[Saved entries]
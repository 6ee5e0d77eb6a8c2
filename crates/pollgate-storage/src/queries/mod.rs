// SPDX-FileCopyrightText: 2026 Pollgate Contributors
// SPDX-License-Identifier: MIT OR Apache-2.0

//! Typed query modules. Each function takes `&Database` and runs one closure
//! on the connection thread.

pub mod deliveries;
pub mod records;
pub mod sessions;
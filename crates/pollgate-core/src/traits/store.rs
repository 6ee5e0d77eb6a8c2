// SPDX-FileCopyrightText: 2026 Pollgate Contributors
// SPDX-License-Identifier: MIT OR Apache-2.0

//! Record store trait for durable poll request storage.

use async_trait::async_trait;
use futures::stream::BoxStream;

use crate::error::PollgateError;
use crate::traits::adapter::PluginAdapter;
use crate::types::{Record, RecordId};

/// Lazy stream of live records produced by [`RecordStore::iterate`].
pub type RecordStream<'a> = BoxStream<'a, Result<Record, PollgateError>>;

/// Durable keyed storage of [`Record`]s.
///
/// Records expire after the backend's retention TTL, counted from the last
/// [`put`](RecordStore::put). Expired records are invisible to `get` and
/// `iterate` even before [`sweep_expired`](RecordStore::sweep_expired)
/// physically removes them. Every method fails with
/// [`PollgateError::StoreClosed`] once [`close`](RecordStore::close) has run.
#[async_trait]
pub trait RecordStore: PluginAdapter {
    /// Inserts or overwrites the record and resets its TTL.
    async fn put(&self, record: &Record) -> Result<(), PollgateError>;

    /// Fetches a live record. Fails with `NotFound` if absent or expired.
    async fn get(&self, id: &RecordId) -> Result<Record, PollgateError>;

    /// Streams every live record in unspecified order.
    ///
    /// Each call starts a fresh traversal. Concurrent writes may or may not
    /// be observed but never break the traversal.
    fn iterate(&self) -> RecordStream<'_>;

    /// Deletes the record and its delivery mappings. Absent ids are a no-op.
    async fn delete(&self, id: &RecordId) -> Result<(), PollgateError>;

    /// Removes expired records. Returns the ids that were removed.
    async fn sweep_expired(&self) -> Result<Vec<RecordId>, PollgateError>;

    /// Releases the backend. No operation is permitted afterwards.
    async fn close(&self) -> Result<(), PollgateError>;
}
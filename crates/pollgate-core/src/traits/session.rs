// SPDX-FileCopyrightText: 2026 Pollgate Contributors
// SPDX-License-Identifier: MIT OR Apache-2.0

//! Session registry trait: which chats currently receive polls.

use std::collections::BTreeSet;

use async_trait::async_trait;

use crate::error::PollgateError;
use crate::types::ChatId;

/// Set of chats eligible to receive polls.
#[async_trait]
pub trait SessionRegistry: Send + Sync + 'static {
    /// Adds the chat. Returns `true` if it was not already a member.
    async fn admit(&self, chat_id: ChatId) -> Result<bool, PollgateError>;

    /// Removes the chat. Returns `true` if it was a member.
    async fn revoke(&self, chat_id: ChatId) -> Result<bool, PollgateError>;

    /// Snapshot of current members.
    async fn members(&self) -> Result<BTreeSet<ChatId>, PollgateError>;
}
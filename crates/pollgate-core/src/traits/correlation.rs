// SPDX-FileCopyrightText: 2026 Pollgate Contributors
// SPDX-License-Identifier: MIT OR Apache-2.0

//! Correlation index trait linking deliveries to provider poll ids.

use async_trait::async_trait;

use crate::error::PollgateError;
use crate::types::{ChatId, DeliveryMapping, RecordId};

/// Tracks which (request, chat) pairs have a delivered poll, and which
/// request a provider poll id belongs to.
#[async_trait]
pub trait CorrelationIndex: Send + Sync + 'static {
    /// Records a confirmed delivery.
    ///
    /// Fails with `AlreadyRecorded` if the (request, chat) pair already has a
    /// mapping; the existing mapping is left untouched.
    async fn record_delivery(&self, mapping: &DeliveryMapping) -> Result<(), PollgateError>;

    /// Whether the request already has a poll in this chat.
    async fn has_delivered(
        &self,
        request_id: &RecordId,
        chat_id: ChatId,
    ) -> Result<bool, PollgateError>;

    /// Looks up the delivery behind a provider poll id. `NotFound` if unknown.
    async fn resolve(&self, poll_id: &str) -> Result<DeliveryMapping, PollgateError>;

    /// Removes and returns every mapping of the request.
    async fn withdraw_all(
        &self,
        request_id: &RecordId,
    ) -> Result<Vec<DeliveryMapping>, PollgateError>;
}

HOW TO COMPLETE THIS TASK ▸ Nothing but the lines with "filename" should be returned, copied from the entries above.

YOUR SOLUTION ▸
filename crates/pollgate-storage/src/queries/mod.rs
filename crates/pollgate-core/src/traits/store.rs
filename crates/pollgate-core/src/traits/session.rs
filename crates/pollgate-core/src/traits/correlation.rs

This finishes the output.